Permanent-capital structures evolve as LPs demand alternatives

  • Compass Diversified near $1 bln in market cap
  • Big GPs offering longer-life funds
  • Mid-market firms mostly offering traditional funds

Kattegat Trust, a charitable vehicle set up by Teekay Shipping Corp magnate J. Torben Karlshoej, was looking to diversify its portfolio beyond its core shipping holdings. The trust sought exposure to asset classes like private equity by harnessing a broader base of capital from other limited partners.

But instead of forming a traditional 10-year private equity fund to do this, the effort spawned the 2006 initial public offering of Compass Diversified Holdings Inc.

Now reaching a decade as a public company and approaching a market cap of $1 billion, Compass Diversified owns nine middle-market portfolio companies in a holding-company structure with no pressure to sell to boost the performance of a fund.

Instead of private LPs getting 80 percent of the carried interest in its investments as they would in a PE fund, Compass’s public shareholders fill that role. They can stay in as long as they like, or exit by selling their shares in the stock market.

Instead of carried interest, investors receive quarterly dividends derived from operating income and investment gains from the portfolio.
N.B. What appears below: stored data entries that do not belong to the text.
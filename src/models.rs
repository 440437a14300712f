//! Core data types for Debugfolio.

use serde::{Deserialize, Serialize};
use std::fmt;
use std::str::FromStr;

use crate::error::PortfolioError;

/// Lifecycle status of a project ("memory region").
#[derive(Debug, Clone, Copy, PartialEq, Eq, Hash, Serialize, Deserialize)]
#[serde(rename_all = "lowercase")]
pub enum ProjectStatus {
    Loaded,
    Running,
    Stopped,
}

impl ProjectStatus {
    pub fn as_str(&self) -> &'static str {
        match self {
            ProjectStatus::Loaded => "loaded",
            ProjectStatus::Running => "running",
            ProjectStatus::Stopped => "stopped",
        }
    }
}

impl fmt::Display for ProjectStatus {
    fn fmt(&self, f: &mut fmt::Formatter<'_>) -> fmt::Result {
        f.write_str(self.as_str())
    }
}

impl FromStr for ProjectStatus {
    type Err = String;

    fn from_str(s: &str) -> Result<Self, Self::Err> {
        match s.to_lowercase().as_str() {
            "loaded" => Ok(ProjectStatus::Loaded),
            "running" => Ok(ProjectStatus::Running),
            "stopped" => Ok(ProjectStatus::Stopped),
            _ => Err(format!("Unknown project status: {}", s)),
        }
    }
}

/// Synthetic page permissions, written as `READ/WRITE/EXEC` subsets.
#[derive(Debug, Clone, Copy, PartialEq, Eq, Hash, Serialize, Deserialize)]
#[serde(try_from = "String", into = "String")]
pub struct Permissions {
    pub read: bool,
    pub write: bool,
    pub exec: bool,
}

impl Permissions {
    pub const READ_EXEC: Permissions = Permissions { read: true, write: false, exec: true };
    pub const READ_WRITE: Permissions = Permissions { read: true, write: true, exec: false };
    pub const EXEC: Permissions = Permissions { read: false, write: false, exec: true };
}

impl fmt::Display for Permissions {
    fn fmt(&self, f: &mut fmt::Formatter<'_>) -> fmt::Result {
        let parts: Vec<&str> = [
            (self.read, "READ"),
            (self.write, "WRITE"),
            (self.exec, "EXEC"),
        ]
        .iter()
        .filter(|(set, _)| *set)
        .map(|(_, name)| *name)
        .collect();
        f.write_str(&parts.join("/"))
    }
}

impl FromStr for Permissions {
    type Err = PortfolioError;

    fn from_str(s: &str) -> Result<Self, Self::Err> {
        let mut perms = Permissions { read: false, write: false, exec: false };
        for token in s.split('/').map(str::trim) {
            match token.to_uppercase().as_str() {
                "READ" => perms.read = true,
                "WRITE" => perms.write = true,
                "EXEC" => perms.exec = true,
                _ => return Err(PortfolioError::InvalidPermissions(s.to_string())),
            }
        }
        Ok(perms)
    }
}

impl TryFrom<String> for Permissions {
    type Error = PortfolioError;

    fn try_from(value: String) -> Result<Self, Self::Error> {
        value.parse()
    }
}

impl From<Permissions> for String {
    fn from(perms: Permissions) -> Self {
        perms.to_string()
    }
}

/// Optional external links attached to a project.
#[derive(Debug, Clone, Default, PartialEq, Eq, Serialize, Deserialize)]
#[serde(default)]
pub struct ProjectLinks {
    #[serde(skip_serializing_if = "Option::is_none")]
    pub github: Option<String>,
    #[serde(skip_serializing_if = "Option::is_none")]
    pub demo: Option<String>,
    #[serde(rename = "case", skip_serializing_if = "Option::is_none")]
    pub case_study: Option<String>,
}

impl ProjectLinks {
    /// Present links as (label, url) pairs in display order
    pub fn iter(&self) -> impl Iterator<Item = (&'static str, &str)> {
        [
            ("GitHub", self.github.as_deref()),
            ("Demo", self.demo.as_deref()),
            ("Case Study", self.case_study.as_deref()),
        ]
        .into_iter()
        .filter_map(|(label, url)| url.map(|u| (label, u)))
    }
}

/// A portfolio project, rendered as a memory region.
#[derive(Debug, Clone, PartialEq, Eq, Serialize, Deserialize)]
#[serde(rename_all = "camelCase")]
pub struct Project {
    pub id: String,
    pub name: String,
    pub address: String,
    pub size: String,
    pub permissions: Permissions,
    pub description: String,
    pub tech_stack: Vec<String>,
    pub achievements: Vec<String>,
    #[serde(default)]
    pub links: ProjectLinks,
    pub status: ProjectStatus,
}

impl Project {
    /// Parse the synthetic size string ("45 KB") into kilobytes.
    pub fn size_kb(&self) -> Option<u32> {
        let mut parts = self.size.split_whitespace();
        let value = parts.next()?.parse::<u32>().ok()?;
        match parts.next() {
            None => Some(value),
            Some(unit) if unit.eq_ignore_ascii_case("KB") => Some(value),
            Some(_) => None,
        }
    }
}

/// A skill, rendered as a stack frame.
#[derive(Debug, Clone, PartialEq, Eq, Serialize, Deserialize)]
#[serde(rename_all = "camelCase")]
pub struct Skill {
    pub id: String,
    pub name: String,
    /// Proficiency 0-100
    pub level: u8,
    pub frame_address: String,
    pub description: String,
    /// Identifiers of the projects this skill was used in
    pub projects: Vec<String>,
}

/// Static profile metadata shown as a CPU register.
#[derive(Debug, Clone, PartialEq, Eq, Serialize, Deserialize)]
pub struct Register {
    pub name: String,
    pub value: String,
    pub description: String,
}

#[cfg(test)]
mod tests {
    use super::*;

    #[test]
    fn test_permissions_display_order() {
        let perms: Permissions = "EXEC/READ".parse().unwrap();
        assert_eq!(perms.to_string(), "READ/EXEC");
        assert_eq!(Permissions::READ_WRITE.to_string(), "READ/WRITE");
        assert_eq!(Permissions::EXEC.to_string(), "EXEC");
    }

    #[test]
    fn test_permissions_rejects_unknown_token() {
        let result = "READ/SHARE".parse::<Permissions>();
        assert!(matches!(result, Err(PortfolioError::InvalidPermissions(_))));
    }

    #[test]
    fn test_status_serializes_lowercase() {
        let json = serde_json::to_string(&ProjectStatus::Running).unwrap();
        assert_eq!(json, "\"running\"");
        let parsed: ProjectStatus = serde_json::from_str("\"stopped\"").unwrap();
        assert_eq!(parsed, ProjectStatus::Stopped);
    }

    #[test]
    fn test_project_wire_format() {
        let json = r#"{
            "id": "p1",
            "name": "Demo_Project",
            "address": "0x0010",
            "size": "12 KB",
            "permissions": "READ/WRITE",
            "description": "demo",
            "techStack": ["Rust", "egui"],
            "achievements": [],
            "links": { "case": "https://example.com/case" },
            "status": "loaded"
        }"#;
        let project: Project = serde_json::from_str(json).unwrap();
        assert_eq!(project.permissions, Permissions::READ_WRITE);
        assert_eq!(project.tech_stack, vec!["Rust", "egui"]);
        assert_eq!(project.links.case_study.as_deref(), Some("https://example.com/case"));
        assert_eq!(project.size_kb(), Some(12));
    }

    #[test]
    fn test_size_kb_rejects_other_units() {
        let mut project: Project = serde_json::from_str(
            r#"{"id":"a","name":"A","address":"0x0","size":"3 MB","permissions":"EXEC",
                "description":"","techStack":[],"achievements":[],"status":"running"}"#,
        )
        .unwrap();
        assert_eq!(project.size_kb(), None);
        project.size = "garbage".to_string();
        assert_eq!(project.size_kb(), None);
    }

    #[test]
    fn test_links_iter_skips_missing() {
        let links = ProjectLinks {
            github: Some("https://github.com/x".to_string()),
            demo: None,
            case_study: Some("https://case".to_string()),
        };
        let labels: Vec<&str> = links.iter().map(|(label, _)| label).collect();
        assert_eq!(labels, vec!["GitHub", "Case Study"]);
    }
}
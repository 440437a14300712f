//! Unified error type hierarchy for Debugfolio
//!
//! Provides structured error handling with ConfigError, PortfolioError,
//! ExportError, and AppError.

use std::io;
use thiserror::Error;

/// Settings file parsing and persistence errors.
#[derive(Error, Debug)]
pub enum ConfigError {
    #[error("Configuration file not found: {0}")]
    FileNotFound(String),

    #[error("Invalid JSON in config: {0}")]
    InvalidJson(#[from] serde_json::Error),

    #[error("Configuration validation failed: {0}")]
    ValidationFailed(String),

    #[error("IO error during config operations: {0}")]
    IoError(#[from] io::Error),
}

/// Portfolio data loading and validation errors.
#[derive(Error, Debug)]
pub enum PortfolioError {
    #[error("Portfolio file not found: {0}")]
    FileNotFound(String),

    #[error("Invalid JSON in portfolio: {0}")]
    InvalidJson(#[from] serde_json::Error),

    #[error("Invalid permission string: {0}")]
    InvalidPermissions(String),

    #[error("Duplicate identifier: {0}")]
    DuplicateId(String),

    #[error("Skill '{skill}' references unknown project '{project}'")]
    DanglingReference { skill: String, project: String },

    #[error("Skill level out of range for '{0}' (expected 0-100)")]
    LevelOutOfRange(String),

    #[error("Portfolio validation failed: {0}")]
    ValidationFailed(String),

    #[error("IO error while reading portfolio: {0}")]
    IoError(#[from] io::Error),
}

/// Resume dump export errors.
#[derive(Error, Debug)]
pub enum ExportError {
    #[error("Failed to serialize resume dump: {0}")]
    Serialize(#[from] serde_json::Error),

    #[error("Failed to write resume dump to {path}: {source}")]
    Write {
        path: String,
        #[source]
        source: io::Error,
    },
}

/// Global error type for user-facing reporting
///
/// Cloneable so it can be parked in UI state and rendered in the error banner.
#[derive(Error, Debug, Clone)]
pub enum AppError {
    /// Settings persist or deserialize error
    #[error("Settings error: {0}")]
    Settings(String),

    /// Portfolio data could not be loaded
    #[error("Portfolio error: {0}")]
    Portfolio(String),

    /// Resume export failed
    #[error("Export error: {0}")]
    Export(String),

    /// File I/O error (read/write/delete)
    #[error("I/O error: {0}")]
    Io(String),
}

impl AppError {
    /// Get a user-facing error message suitable for UI display
    pub fn user_message(&self) -> String {
        match self {
            AppError::Settings(msg) => format!("Settings error: {}", msg),
            AppError::Portfolio(msg) => format!("Could not load portfolio data: {}", msg),
            AppError::Export(msg) => format!("Resume dump failed: {}", msg),
            AppError::Io(msg) => format!("File operation failed: {}", msg),
        }
    }
}

impl From<ConfigError> for AppError {
    fn from(e: ConfigError) -> Self {
        AppError::Settings(e.to_string())
    }
}

impl From<PortfolioError> for AppError {
    fn from(e: PortfolioError) -> Self {
        AppError::Portfolio(e.to_string())
    }
}

impl From<ExportError> for AppError {
    fn from(e: ExportError) -> Self {
        AppError::Export(e.to_string())
    }
}

impl From<io::Error> for AppError {
    fn from(e: io::Error) -> Self {
        AppError::Io(e.to_string())
    }
}

/// Top-level result type for operations that may fail.
pub type Result<T> = std::result::Result<T, Box<dyn std::error::Error>>;
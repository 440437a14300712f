//! Configuration module for application settings.
//!
//! # Module Structure
//!
//! - `loader`: Resolves the settings location and reads/writes JSON files
//!
//! # Settings Management
//!
//! `SettingsManager` persists `AppState` to `~/.config/debugfolio/settings.json`.
//! Missing files yield defaults; unparseable files are logged and replaced by
//! defaults rather than aborting startup.

pub mod loader;

use crate::error::ConfigError;
use serde::{Deserialize, Serialize};
use std::fmt;
use std::path::{Path, PathBuf};

/// What happens to a running analysis cycle when a different project is selected
#[derive(Debug, Clone, Copy, PartialEq, Eq, Default, Serialize, Deserialize)]
#[serde(rename_all = "lowercase")]
pub enum ReselectPolicy {
    /// Tear the cycle down
    #[default]
    Stop,
    /// Start a fresh cycle against the new project
    Restart,
    /// Keep ticking against the new project's listing
    Continue,
}

impl ReselectPolicy {
    pub const ALL: [ReselectPolicy; 3] = [ReselectPolicy::Stop, ReselectPolicy::Restart, ReselectPolicy::Continue];
}

impl fmt::Display for ReselectPolicy {
    fn fmt(&self, f: &mut fmt::Formatter<'_>) -> fmt::Result {
        match self {
            ReselectPolicy::Stop => write!(f, "Stop"),
            ReselectPolicy::Restart => write!(f, "Restart"),
            ReselectPolicy::Continue => write!(f, "Continue"),
        }
    }
}

/// Persisted application settings
#[derive(Clone, Debug, PartialEq, Serialize, Deserialize)]
#[serde(default)]
pub struct AppState {
    // UI Customization Settings
    /// 0 = debugger palette, 1 = egui dark, 2 = egui light
    pub theme_idx: usize,
    pub ui_font_size: f32,
    pub show_console: bool,

    // Analysis behaviour
    pub reselect_policy: ReselectPolicy,

    // Data locations
    /// Directory the resume dump is written to; platform download dir when empty
    pub export_dir: String,
    /// Optional portfolio JSON replacing the builtin data set
    pub portfolio_path: String,

    // Debug Settings
    pub debug_logging: bool,
}

impl Default for AppState {
    fn default() -> Self {
        AppState {
            theme_idx: 0,
            ui_font_size: 12.0,
            show_console: true,
            reselect_policy: ReselectPolicy::Stop,
            export_dir: String::new(),
            portfolio_path: String::new(),
            debug_logging: false,
        }
    }
}

impl AppState {
    /// Directory the resume dump should be written to
    pub fn export_target(&self) -> PathBuf {
        if !self.export_dir.is_empty() {
            return PathBuf::from(&self.export_dir);
        }
        dirs::download_dir()
            .or_else(|| std::env::current_dir().ok())
            .unwrap_or_else(|| PathBuf::from("."))
    }

    pub fn portfolio_file(&self) -> Option<PathBuf> {
        if self.portfolio_path.trim().is_empty() {
            None
        } else {
            Some(PathBuf::from(self.portfolio_path.trim()))
        }
    }

    pub fn log_level(&self) -> log::LevelFilter {
        if self.debug_logging {
            log::LevelFilter::Debug
        } else {
            log::LevelFilter::Info
        }
    }

    /// Reject values the UI cannot render
    pub fn validate(&self) -> Result<(), ConfigError> {
        if self.theme_idx > 2 {
            return Err(ConfigError::ValidationFailed(format!(
                "unknown theme index {}",
                self.theme_idx
            )));
        }
        if !(8.0..=32.0).contains(&self.ui_font_size) {
            return Err(ConfigError::ValidationFailed(format!(
                "font size {} outside 8-32pt",
                self.ui_font_size
            )));
        }
        Ok(())
    }
}

/// Settings persistence for AppState
pub struct SettingsManager;

impl SettingsManager {
    /// Load AppState from the global settings path, or return defaults if the file doesn't exist
    pub fn load() -> Result<AppState, ConfigError> {
        let path = loader::get_global_settings_path()?;
        Self::load_from(&path)
    }

    /// Load AppState from `path`
    ///
    /// ERROR HANDLING: parse or validation failures log a warning and return
    /// defaults, so a stale settings file never prevents startup.
    pub fn load_from(path: &Path) -> Result<AppState, ConfigError> {
        match loader::read_settings_file(path) {
            Ok(state) => match state.validate() {
                Ok(()) => Ok(state),
                Err(e) => {
                    log::warn!("[Config] Invalid settings in {}, falling back to defaults: {}", path.display(), e);
                    Ok(AppState::default())
                }
            },
            Err(ConfigError::FileNotFound(_)) => Ok(AppState::default()),
            Err(ConfigError::InvalidJson(e)) => {
                log::warn!("[Config] Failed to parse {}, falling back to defaults: {}", path.display(), e);
                Ok(AppState::default())
            }
            Err(e) => Err(e),
        }
    }

    /// Save AppState to the global settings path
    pub fn save(state: &AppState) -> Result<(), ConfigError> {
        loader::ensure_settings_dir_exists()?;
        let path = loader::get_global_settings_path()?;
        Self::save_to(state, &path)
    }

    pub fn save_to(state: &AppState, path: &Path) -> Result<(), ConfigError> {
        state.validate()?;
        loader::write_settings_file(state, path)?;
        log::info!("[Config] Settings saved to {}", path.display());
        Ok(())
    }
}

#[cfg(test)]
mod tests {
    use super::*;
    use tempfile::TempDir;

    #[test]
    fn test_app_state_default() {
        let state = AppState::default();
        assert_eq!(state.reselect_policy, ReselectPolicy::Stop);
        assert_eq!(state.theme_idx, 0);
        assert!(state.validate().is_ok());
        assert!(state.portfolio_file().is_none());
        assert_eq!(state.log_level(), log::LevelFilter::Info);
    }

    #[test]
    fn test_save_and_load_settings() {
        let temp_dir = TempDir::new().unwrap();
        let path = temp_dir.path().join("nested").join("settings.json");

        let mut state = AppState::default();
        state.reselect_policy = ReselectPolicy::Restart;
        state.export_dir = "/tmp/dumps".to_string();
        state.debug_logging = true;

        SettingsManager::save_to(&state, &path).expect("save should succeed");
        let loaded = SettingsManager::load_from(&path).expect("load should succeed");
        assert_eq!(loaded, state);
        assert_eq!(loaded.export_target(), PathBuf::from("/tmp/dumps"));
    }

    #[test]
    fn test_missing_file_yields_defaults() {
        let temp_dir = TempDir::new().unwrap();
        let loaded = SettingsManager::load_from(&temp_dir.path().join("absent.json")).unwrap();
        assert_eq!(loaded, AppState::default());
    }

    #[test]
    fn test_corrupt_file_yields_defaults() {
        let temp_dir = TempDir::new().unwrap();
        let path = temp_dir.path().join("settings.json");
        std::fs::write(&path, "{ not json").unwrap();
        let loaded = SettingsManager::load_from(&path).unwrap();
        assert_eq!(loaded, AppState::default());
    }

    #[test]
    fn test_partial_file_fills_defaults() {
        let temp_dir = TempDir::new().unwrap();
        let path = temp_dir.path().join("settings.json");
        std::fs::write(&path, r#"{ "reselect_policy": "continue" }"#).unwrap();
        let loaded = SettingsManager::load_from(&path).unwrap();
        assert_eq!(loaded.reselect_policy, ReselectPolicy::Continue);
        assert_eq!(loaded.ui_font_size, 12.0);
    }

    #[test]
    fn test_invalid_theme_rejected_on_save() {
        let temp_dir = TempDir::new().unwrap();
        let mut state = AppState::default();
        state.theme_idx = 9;
        let result = SettingsManager::save_to(&state, &temp_dir.path().join("s.json"));
        assert!(matches!(result, Err(ConfigError::ValidationFailed(_))));
    }
}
“We have no forced deployment or harvesting of capital, unlike a private equity fund,” Alan Offenberg, chief executive of Compass Diversified, said in a phone interview. “We never acquire a new company and then have a meeting on how we optimize the company for year four or five. That’s just not how we do things.”

Compass Diversified is one example of the different ways LPs with permanent capital are looking to invest. Unlike public pension funds, which may need quicker distributions to fund their retirees’ needs, LPs such as family offices, wealthy individuals and sovereign-wealth funds continue to seek ways to grow their holdings outside traditional PE pools. GPs are meeting these needs in a variety of ways.

“Today, permanent capital is to the asset management industry what green technology is to the energy industry: It’s an emerging field of interest that has become a fixed component of consideration by asset managers looking to the future,” said Christopher Zochowski, a partner at Winston & Strawn who leads a 30-member team offering expertise in permanent-capital structures.

“It won’t replace private investing or private structures, but it’ll certainly play a much bigger strategic role going forward.”

Emergence amid chaos

The need for longer-term investments emerged during the financial crisis when it became more difficult to sell portfolio companies and LPs felt a cash crunch, Zochowski said. Short-term vehicles with defined harvest cycles were then seen as more subject to market events.

“If a [GP] raised money in the early 2000s, your harvest period coincided with the market downturn when financing, and many potential buyers, evaporated,” Zochowski said.

“LPs were trying to get cash from exits and GPs were holding largely illiquid positions at that point. These factors created a serious challenge for the life cycle of many funds and management teams.”

Some also see longer-life funds as a better way to ensure they have capital to deploy during market disruptions, he said.

“When the market goes south, the group with permanent capital is king,” Zochowski said. “If you have permanent capital and can confidently bring it to the table, you will enjoy a critical advantage when potential buying opportunities are at a peak.”

Winston & Strawn’s permanent-capital unit offers a variety of approaches.

“We talk with our clients about what they are trying to achieve,” he said. “We take those answers and apply them across the spectrum of structures that have been done, almost all of which we have experience in, as well as a range of new, evolving structures.”

Frank Angella, managing partner at Grove Street Advisors, which manages about $5 billion for institutional LPs, said the firm has invested in one group and looked at others considering a corporate structure in the vein of Berkshire Hathaway, the holding company controlled by Warren Buffett.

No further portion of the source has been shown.